My other problem with sport sciences is that they ignore work that has been published more than 5 or leave alone10 years ago. If publications are considered to age that fast we run the risk of running into the same problems like I described above! Don’t get me wrong, I love to read and study sport sciences and sport scientists have become my best friends throughout the years. I just think that sport sciences, especially when trying to be of value for competitive or elite sports could do a much better job but taking the demands and needs of coaches more into consideration. My advice: read the classics in your field even of 100 years ago…….. you might be in for a surprise…….

Spectrum or depth?

As I have written here before in this blog: we can divide coaches into at least two different groups

1.    the generalist coach : Jack-of-all-trades, all-rounder, craftsman, the artisan, has knowledge about  a wide spectrum of performance-related subjects, but only superficial

2.    the specialist coach: the expert, the “scientist”, has deep knowledge, but only about a limited or  about one specific  area.

Most coaches are somewhere in the middle between these two extremes. For myself I am strictly in the middle, trying to know everything in every field, so becoming an expert in every field related to performance. If it works?  I can’t tell, but feel free to ask my athletes or my students.
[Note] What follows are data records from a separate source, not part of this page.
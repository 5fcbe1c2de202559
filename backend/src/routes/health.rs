// backend/src/routes/health.rs

use axum::{Json, Router, extract::State, routing::get};
use chrono::Utc;
use serde::Serialize;

use crate::state::AppState;

const VERSION: &str = env!("CARGO_PKG_VERSION");

#[derive(Serialize)]
pub struct RootStatus {
    pub message: String,
    pub version: String,
    pub environment: String,
    pub status: String,
}

#[derive(Serialize)]
pub struct HealthStatus {
    pub status: String,
    pub timestamp: String,
    pub version: String,
}

pub fn health_routes(state: AppState) -> Router<AppState> {
    Router::new()
        .route("/", get(root_handler))
        .route("/health", get(health_check))
        .with_state(state)
}

/// Service banner on the bare root path.
async fn root_handler(State(state): State<AppState>) -> Json<RootStatus> {
    Json(RootStatus {
        message: "Caseline API".to_string(),
        version: VERSION.to_string(),
        environment: state
            .config
            .environment
            .clone()
            .unwrap_or_else(|| "development".to_string()),
        status: "healthy".to_string(),
    })
}

/// Simple health check endpoint.
async fn health_check() -> Json<HealthStatus> {
    tracing::debug!("Health check endpoint called");
    Json(HealthStatus {
        status: "healthy".to_string(),
        timestamp: Utc::now().to_rfc3339(),
        version: VERSION.to_string(),
    })
}
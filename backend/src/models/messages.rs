use serde::{Deserialize, Serialize};
use serde_json::{Map, Value};

/// One turn of a client/case-manager conversation.
///
/// Timestamps are carried as opaque strings: they are only ever echoed back
/// into prompt context, never parsed or compared.
#[derive(Debug, Clone, PartialEq, Eq, Serialize, Deserialize)]
pub struct ChatTurn {
    pub sender: String,
    pub content: String,
    #[serde(default, skip_serializing_if = "Option::is_none")]
    pub timestamp: Option<String>,
}

impl ChatTurn {
    pub fn new(sender: impl Into<String>, content: impl Into<String>) -> Self {
        Self {
            sender: sender.into(),
            content: content.into(),
            timestamp: None,
        }
    }
}

/// Client metadata attached to an analysis request. The profile mapping is
/// opaque to the engine; it is surfaced to prompts as-is.
#[derive(Debug, Clone, PartialEq, Serialize, Deserialize)]
pub struct ClientInfo {
    pub client_id: String,
    #[serde(default, skip_serializing_if = "Option::is_none")]
    pub name: Option<String>,
    #[serde(default)]
    pub profile: Map<String, Value>,
}

impl ClientInfo {
    pub fn new(client_id: impl Into<String>) -> Self {
        Self {
            client_id: client_id.into(),
            name: None,
            profile: Map::new(),
        }
    }
}

/// Request body for message analysis: an ordered transcript plus the client
/// it belongs to.
#[derive(Debug, Clone, PartialEq, Serialize, Deserialize)]
pub struct ConversationPayload {
    pub messages: Vec<ChatTurn>,
    pub client_info: ClientInfo,
}
// backend/src/middleware/rate_limit.rs
// Per-client sliding-window rate limiting for the API surface.

use std::collections::{HashMap, VecDeque};
use std::net::SocketAddr;
use std::sync::{Arc, Mutex, MutexGuard};
use std::time::{Duration, Instant};

use axum::{
    extract::{ConnectInfo, Request, State},
    http::{HeaderMap, HeaderValue, header},
    middleware::Next,
    response::{IntoResponse, Response},
};
use tracing::{debug, warn};

use crate::{errors::AppError, state::AppState};

/// Sliding-window request counter keyed by client identity.
///
/// Each key holds the timestamps of its requests inside the current
/// window. A request is admitted when, after pruning expired entries,
/// fewer than `limit` timestamps remain.
#[derive(Debug)]
pub struct RateLimiter {
    limit: usize,
    window: Duration,
    requests: Mutex<HashMap<String, VecDeque<Instant>>>,
}

impl RateLimiter {
    #[must_use]
    pub fn new(limit: u32, window: Duration) -> Self {
        Self {
            limit: limit as usize,
            requests: Mutex::new(HashMap::new()),
            window,
        }
    }

    /// Admits or rejects a request from `key`, recording it when admitted.
    pub fn is_allowed(&self, key: &str) -> bool {
        self.is_allowed_at(key, Instant::now())
    }

    fn is_allowed_at(&self, key: &str, now: Instant) -> bool {
        let mut requests = self.lock_requests();
        let timestamps = requests.entry(key.to_string()).or_default();
        while timestamps
            .front()
            .is_some_and(|t| now.duration_since(*t) >= self.window)
        {
            timestamps.pop_front();
        }
        if timestamps.len() >= self.limit {
            return false;
        }
        timestamps.push_back(now);
        true
    }

    /// Drops keys whose every timestamp has aged out of the window.
    pub fn evict_stale(&self) {
        let now = Instant::now();
        let mut requests = self.lock_requests();
        requests.retain(|_, timestamps| {
            while timestamps
                .front()
                .is_some_and(|t| now.duration_since(*t) >= self.window)
            {
                timestamps.pop_front();
            }
            !timestamps.is_empty()
        });
        debug!(tracked_clients = requests.len(), "rate limiter cleanup ran");
    }

    /// Number of clients currently holding at least one tracked request.
    #[must_use]
    pub fn tracked_clients(&self) -> usize {
        self.lock_requests().len()
    }

    /// Periodically evicts idle clients so the map cannot grow unbounded.
    pub fn spawn_cleanup(self: Arc<Self>, every: Duration) {
        tokio::spawn(async move {
            let mut ticker = tokio::time::interval(every);
            ticker.tick().await;
            loop {
                ticker.tick().await;
                self.evict_stale();
            }
        });
    }

    fn lock_requests(&self) -> MutexGuard<'_, HashMap<String, VecDeque<Instant>>> {
        // A poisoned lock still holds valid timestamps.
        match self.requests.lock() {
            Ok(guard) => guard,
            Err(poisoned) => poisoned.into_inner(),
        }
    }
}

/// Rejects over-limit requests with 429 and a Retry-After header.
/// The root and health endpoints stay exempt so probes keep working.
pub async fn rate_limit_middleware(
    State(state): State<AppState>,
    request: Request,
    next: Next,
) -> Response {
    let path = request.uri().path();
    if path == "/" || path == "/health" {
        return next.run(request).await;
    }

    // Peer address is present only when the server was started with
    // connect-info; the proxy headers cover deployment behind a LB.
    let peer = request
        .extensions()
        .get::<ConnectInfo<SocketAddr>>()
        .map(|info| info.0);
    let client_ip = client_ip(request.headers(), peer);
    if !state.rate_limiter.is_allowed(&client_ip) {
        warn!(%client_ip, path, "rate limit exceeded");
        let mut response = AppError::RateLimited.into_response();
        response.headers_mut().insert(
            header::RETRY_AFTER,
            HeaderValue::from(state.config.rate_limit_window_secs),
        );
        return response;
    }

    next.run(request).await
}

/// Resolves the client identity used as the rate-limit key. Proxy headers
/// win over the socket address so limits apply per end client, not per
/// load balancer.
fn client_ip(headers: &HeaderMap, peer: Option<SocketAddr>) -> String {
    if let Some(forwarded) = headers
        .get("x-forwarded-for")
        .and_then(|value| value.to_str().ok())
    {
        if let Some(first) = forwarded.split(',').next() {
            let first = first.trim();
            if !first.is_empty() {
                return first.to_string();
            }
        }
    }
    if let Some(real_ip) = headers
        .get("x-real-ip")
        .and_then(|value| value.to_str().ok())
    {
        let real_ip = real_ip.trim();
        if !real_ip.is_empty() {
            return real_ip.to_string();
        }
    }
    peer.map_or_else(|| "unknown".to_string(), |addr| addr.ip().to_string())
}
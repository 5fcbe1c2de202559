use crate::errors::AppError;

use super::sentiment_structured_output::{
    SentimentOutput, SentimentReading, get_sentiment_schema,
};
use super::task::{TaskRunner, TaskSpec};

pub const SENTIMENT_TASK: &str = "sentiment";

const SENTIMENT_SYSTEM: &str = "You are an expert in sentiment analysis. Classify the sentiment \
of the message as Positive, Neutral, or Negative.\n\n\
Additionally, provide a sentiment_score from 0-100 reflecting the level of concern:\n\
- For 'Positive' sentiment: score between 0-30\n\
- For 'Neutral' sentiment: score between 31-60\n\
- For 'Negative' sentiment: score between 61-100\n\n\
The exact score should reflect the intensity of the sentiment within each category.\n\n\
Return only a JSON object with the structure: {\"sentiment\": \"Positive|Neutral|Negative\", \"sentiment_score\": number}";

/// Reads the sentiment of the latest message on the concern scale (a higher
/// score means more concerning, so Positive sits at the bottom of the range).
#[derive(Clone)]
pub struct SentimentAgent {
    runner: TaskRunner,
    spec: TaskSpec,
}

impl SentimentAgent {
    pub fn new(runner: TaskRunner) -> Self {
        Self {
            runner,
            spec: TaskSpec::json(SENTIMENT_TASK, SENTIMENT_SYSTEM, 0.0, get_sentiment_schema()),
        }
    }

    pub async fn read(&self, message: &str) -> Result<SentimentReading, AppError> {
        let prompt = format!("Message: '{message}'");
        let output: SentimentOutput = self.runner.complete_json(&self.spec, &prompt).await?;
        output.to_reading()
    }
}
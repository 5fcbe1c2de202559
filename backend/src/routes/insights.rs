// backend/src/routes/insights.rs

use axum::{
    Json, Router,
    extract::State,
    http::StatusCode,
    response::{IntoResponse, Response},
    routing::post,
};
use tracing::debug;

use crate::{
    errors::AppError,
    models::{InsightRequest, PortfolioReportRequest},
    state::AppState,
    text_processing::clean_history,
};

pub fn insight_routes(state: AppState) -> Router<AppState> {
    Router::new()
        .route("/micro", post(micro_insight_handler))
        .route("/report", post(report_handler))
        .with_state(state)
}

/// Produces the one-sentence dashboard insight for a client. Model trouble
/// never surfaces here; the engine degrades to a safe default instead.
async fn micro_insight_handler(
    State(state): State<AppState>,
    Json(mut payload): Json<InsightRequest>,
) -> Result<Response, AppError> {
    if payload.client_id.trim().is_empty() {
        return Err(AppError::InvalidInput("client_id is required".to_string()));
    }
    debug!(client_id = %payload.client_id, "micro insight requested");

    payload.messages = clean_history(
        payload.messages,
        state.config.max_message_chars,
        state.config.max_history_messages,
    );

    let insight = state.insight_engine.run(&payload).await;
    Ok((StatusCode::OK, Json(insight)).into_response())
}

async fn report_handler(
    State(state): State<AppState>,
    Json(payload): Json<PortfolioReportRequest>,
) -> Result<Response, AppError> {
    if payload.report_period.trim().is_empty() {
        return Err(AppError::InvalidInput(
            "report_period is required".to_string(),
        ));
    }

    let report = state.report_engine.generate(&payload).await?;
    Ok((StatusCode::OK, Json(report)).into_response())
}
Once you are a generalist, it is quite easy to go more into depth in any of the fields, dependent on the need of the moment, and the time and the resources you have available, since you already have the basics.
Once you are a specialist, it is very difficult to step into a new or different field of expertise..

A biomechanics expert will have trouble to understand nutrition and the physical therapist will have trouble to deal with psychological issues. This is since they are missing even the basic understanding of these other fields or they forgot about their first year in school.

And here is an interesting observation, see if you recognize it. Working with extremely intelligent people (IQ> 160 having at least one or more Ph.D’s, their intellect becomes a limitation because they are so smart they think it is easy to jump into another field of expertise, because they are so smart. I have seen brilliant scientists fail to set up the most simple businesses.  Because there is more than knowing how to conduct business, the deep core of business is to understand or better, the needs of your customers and than being able to fulfil that, or at least create that perception.
Also brilliant scientists have been trying to coach athletes, and again, doomed to fail.

For myself, I know my limitations: science is too boring, I make a lousy politician, diplomacy is not my strong point, singing and dancing is not my cup of tea either, my driving skills are suboptimal so to speak, my writing skills you can enjoy at least once a week, and I type with two fingers only, so yes, otherwise I could have filled a post with all my limitations.
And that is one of the many advantages of getting older:  you get to know your limitations and learn how to deal with them.